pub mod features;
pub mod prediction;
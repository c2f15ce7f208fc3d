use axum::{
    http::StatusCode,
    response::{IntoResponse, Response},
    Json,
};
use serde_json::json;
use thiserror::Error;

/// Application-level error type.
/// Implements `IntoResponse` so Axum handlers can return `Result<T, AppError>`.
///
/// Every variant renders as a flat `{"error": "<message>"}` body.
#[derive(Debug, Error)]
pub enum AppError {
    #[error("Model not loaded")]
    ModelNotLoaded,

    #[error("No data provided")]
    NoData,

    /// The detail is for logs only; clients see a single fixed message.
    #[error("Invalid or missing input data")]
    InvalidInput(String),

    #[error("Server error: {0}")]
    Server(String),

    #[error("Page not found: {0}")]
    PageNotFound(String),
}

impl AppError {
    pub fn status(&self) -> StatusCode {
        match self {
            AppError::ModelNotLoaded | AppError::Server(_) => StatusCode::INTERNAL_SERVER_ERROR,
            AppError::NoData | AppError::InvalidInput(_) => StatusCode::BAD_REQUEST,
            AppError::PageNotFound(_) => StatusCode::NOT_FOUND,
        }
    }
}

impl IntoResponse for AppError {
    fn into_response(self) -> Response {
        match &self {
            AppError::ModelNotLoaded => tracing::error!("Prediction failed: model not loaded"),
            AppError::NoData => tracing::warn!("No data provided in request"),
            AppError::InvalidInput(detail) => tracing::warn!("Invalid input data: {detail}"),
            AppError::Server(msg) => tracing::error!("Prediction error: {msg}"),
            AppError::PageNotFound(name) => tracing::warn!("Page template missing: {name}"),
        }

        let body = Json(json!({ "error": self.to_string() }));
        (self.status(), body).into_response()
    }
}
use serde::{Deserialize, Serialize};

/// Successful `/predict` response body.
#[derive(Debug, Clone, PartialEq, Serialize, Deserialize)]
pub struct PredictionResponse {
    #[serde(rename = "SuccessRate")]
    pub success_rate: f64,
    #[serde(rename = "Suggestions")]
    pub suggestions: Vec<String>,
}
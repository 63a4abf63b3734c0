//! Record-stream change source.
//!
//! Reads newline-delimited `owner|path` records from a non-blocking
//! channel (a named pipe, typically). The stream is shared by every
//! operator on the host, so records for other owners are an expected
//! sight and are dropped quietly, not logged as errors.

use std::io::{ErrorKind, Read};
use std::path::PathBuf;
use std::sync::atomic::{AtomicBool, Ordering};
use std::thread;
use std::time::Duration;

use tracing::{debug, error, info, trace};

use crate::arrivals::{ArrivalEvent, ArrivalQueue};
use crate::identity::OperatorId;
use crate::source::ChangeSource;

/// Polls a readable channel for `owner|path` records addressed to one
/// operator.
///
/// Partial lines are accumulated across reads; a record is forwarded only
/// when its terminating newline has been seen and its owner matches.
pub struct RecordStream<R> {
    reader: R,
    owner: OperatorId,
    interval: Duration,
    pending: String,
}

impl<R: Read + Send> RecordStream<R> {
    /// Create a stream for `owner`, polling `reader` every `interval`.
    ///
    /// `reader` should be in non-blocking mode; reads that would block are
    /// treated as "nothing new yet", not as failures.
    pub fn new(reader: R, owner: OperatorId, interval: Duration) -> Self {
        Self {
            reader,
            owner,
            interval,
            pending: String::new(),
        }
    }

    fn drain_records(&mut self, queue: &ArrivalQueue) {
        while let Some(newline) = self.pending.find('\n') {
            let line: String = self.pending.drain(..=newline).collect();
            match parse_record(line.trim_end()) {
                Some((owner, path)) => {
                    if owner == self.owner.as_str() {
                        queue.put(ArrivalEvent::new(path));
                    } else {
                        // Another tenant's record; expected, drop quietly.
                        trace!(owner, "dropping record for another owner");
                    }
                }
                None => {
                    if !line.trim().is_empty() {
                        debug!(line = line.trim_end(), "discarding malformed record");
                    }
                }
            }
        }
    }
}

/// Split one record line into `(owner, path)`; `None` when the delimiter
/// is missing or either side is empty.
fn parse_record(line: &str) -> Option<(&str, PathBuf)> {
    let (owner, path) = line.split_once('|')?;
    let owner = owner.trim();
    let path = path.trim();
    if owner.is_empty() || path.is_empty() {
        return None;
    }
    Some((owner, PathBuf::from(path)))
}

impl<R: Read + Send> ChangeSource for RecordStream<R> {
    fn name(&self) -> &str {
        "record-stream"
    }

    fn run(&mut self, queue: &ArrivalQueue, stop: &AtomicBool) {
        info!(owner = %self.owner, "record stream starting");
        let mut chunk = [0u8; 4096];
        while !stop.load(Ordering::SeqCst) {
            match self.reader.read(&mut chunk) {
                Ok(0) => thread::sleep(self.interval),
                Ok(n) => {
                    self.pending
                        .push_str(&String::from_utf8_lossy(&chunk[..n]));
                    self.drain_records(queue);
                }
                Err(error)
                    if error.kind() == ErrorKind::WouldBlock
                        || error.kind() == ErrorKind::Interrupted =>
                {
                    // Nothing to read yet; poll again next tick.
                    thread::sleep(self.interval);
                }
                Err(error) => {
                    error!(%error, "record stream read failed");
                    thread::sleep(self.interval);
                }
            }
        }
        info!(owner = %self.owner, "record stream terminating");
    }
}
- - -
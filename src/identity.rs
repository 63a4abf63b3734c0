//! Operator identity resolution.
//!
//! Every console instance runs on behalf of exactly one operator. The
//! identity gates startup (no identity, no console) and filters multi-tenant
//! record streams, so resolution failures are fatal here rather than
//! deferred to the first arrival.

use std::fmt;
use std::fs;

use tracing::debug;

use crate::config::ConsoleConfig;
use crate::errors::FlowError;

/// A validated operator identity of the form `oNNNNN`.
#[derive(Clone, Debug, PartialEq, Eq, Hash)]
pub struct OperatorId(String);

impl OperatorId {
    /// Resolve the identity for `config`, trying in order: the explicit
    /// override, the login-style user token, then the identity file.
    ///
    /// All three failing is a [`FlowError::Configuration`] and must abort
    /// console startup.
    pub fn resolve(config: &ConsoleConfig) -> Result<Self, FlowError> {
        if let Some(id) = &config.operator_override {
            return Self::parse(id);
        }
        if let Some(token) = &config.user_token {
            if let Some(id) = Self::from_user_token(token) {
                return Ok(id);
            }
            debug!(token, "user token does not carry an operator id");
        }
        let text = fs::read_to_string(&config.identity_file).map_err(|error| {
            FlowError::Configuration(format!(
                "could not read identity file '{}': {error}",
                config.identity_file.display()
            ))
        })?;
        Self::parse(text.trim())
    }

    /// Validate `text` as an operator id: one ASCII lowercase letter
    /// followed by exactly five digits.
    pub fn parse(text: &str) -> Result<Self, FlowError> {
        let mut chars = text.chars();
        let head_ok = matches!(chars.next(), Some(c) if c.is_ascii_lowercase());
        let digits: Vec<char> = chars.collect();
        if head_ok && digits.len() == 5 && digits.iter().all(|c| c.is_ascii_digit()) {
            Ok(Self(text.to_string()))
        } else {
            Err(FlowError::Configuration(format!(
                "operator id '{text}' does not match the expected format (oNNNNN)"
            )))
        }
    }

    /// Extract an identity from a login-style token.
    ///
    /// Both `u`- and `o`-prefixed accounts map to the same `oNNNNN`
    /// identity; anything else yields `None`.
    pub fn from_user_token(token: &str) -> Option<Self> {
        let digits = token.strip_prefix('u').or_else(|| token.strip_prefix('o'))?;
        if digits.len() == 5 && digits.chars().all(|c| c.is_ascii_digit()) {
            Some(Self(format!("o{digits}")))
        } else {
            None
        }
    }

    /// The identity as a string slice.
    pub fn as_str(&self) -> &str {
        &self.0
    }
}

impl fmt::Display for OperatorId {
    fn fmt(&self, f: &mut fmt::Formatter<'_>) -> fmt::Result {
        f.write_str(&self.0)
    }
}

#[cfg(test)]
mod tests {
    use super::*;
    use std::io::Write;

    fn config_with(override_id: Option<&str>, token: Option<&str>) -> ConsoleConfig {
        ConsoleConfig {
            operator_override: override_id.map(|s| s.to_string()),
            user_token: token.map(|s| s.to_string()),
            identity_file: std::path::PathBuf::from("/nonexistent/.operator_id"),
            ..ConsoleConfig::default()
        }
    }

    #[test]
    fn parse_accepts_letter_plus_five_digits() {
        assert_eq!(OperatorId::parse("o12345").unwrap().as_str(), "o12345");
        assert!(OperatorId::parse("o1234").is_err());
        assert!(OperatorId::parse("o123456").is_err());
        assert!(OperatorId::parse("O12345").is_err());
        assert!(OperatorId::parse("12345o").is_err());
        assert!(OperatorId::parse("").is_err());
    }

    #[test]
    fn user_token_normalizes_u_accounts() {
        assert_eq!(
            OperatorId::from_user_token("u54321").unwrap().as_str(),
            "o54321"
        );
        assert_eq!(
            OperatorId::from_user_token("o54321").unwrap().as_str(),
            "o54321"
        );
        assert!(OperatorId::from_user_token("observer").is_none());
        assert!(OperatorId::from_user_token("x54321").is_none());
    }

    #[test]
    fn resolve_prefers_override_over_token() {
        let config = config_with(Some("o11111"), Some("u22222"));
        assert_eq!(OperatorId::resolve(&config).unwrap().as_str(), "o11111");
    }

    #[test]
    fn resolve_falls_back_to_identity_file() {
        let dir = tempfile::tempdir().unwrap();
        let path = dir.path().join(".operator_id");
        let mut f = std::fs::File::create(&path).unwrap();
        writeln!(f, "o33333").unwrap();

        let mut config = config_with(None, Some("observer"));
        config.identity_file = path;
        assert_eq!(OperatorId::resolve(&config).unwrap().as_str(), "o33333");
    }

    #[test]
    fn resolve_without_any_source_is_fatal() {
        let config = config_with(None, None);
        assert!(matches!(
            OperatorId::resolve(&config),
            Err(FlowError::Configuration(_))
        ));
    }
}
- - -
** Task instructions **
Give back, exactly as written, the stretch from the line with "(self.status(), body).into_response()" through the line with "is forwarded only", and no other lines from the records above.

** Response to the task **
        (self.status(), body).into_response()
    }
}
use serde::{Deserialize, Serialize};

/// Successful `/predict` response body.
#[derive(Debug, Clone, PartialEq, Serialize, Deserialize)]
pub struct PredictionResponse {
    #[serde(rename = "SuccessRate")]
    pub success_rate: f64,
    #[serde(rename = "Suggestions")]
    pub suggestions: Vec<String>,
}
repository 63a4abf63b3734c0
//! Record-stream change source.
//!
//! Reads newline-delimited `owner|path` records from a non-blocking
//! channel (a named pipe, typically). The stream is shared by every
//! operator on the host, so records for other owners are an expected
//! sight and are dropped quietly, not logged as errors.

use std::io::{ErrorKind, Read};
use std::path::PathBuf;
use std::sync::atomic::{AtomicBool, Ordering};
use std::thread;
use std::time::Duration;

use tracing::{debug, error, info, trace};

use crate::arrivals::{ArrivalEvent, ArrivalQueue};
use crate::identity::OperatorId;
use crate::source::ChangeSource;

/// Polls a readable channel for `owner|path` records addressed to one
/// operator.
///
/// Partial lines are accumulated across reads; a record is forwarded only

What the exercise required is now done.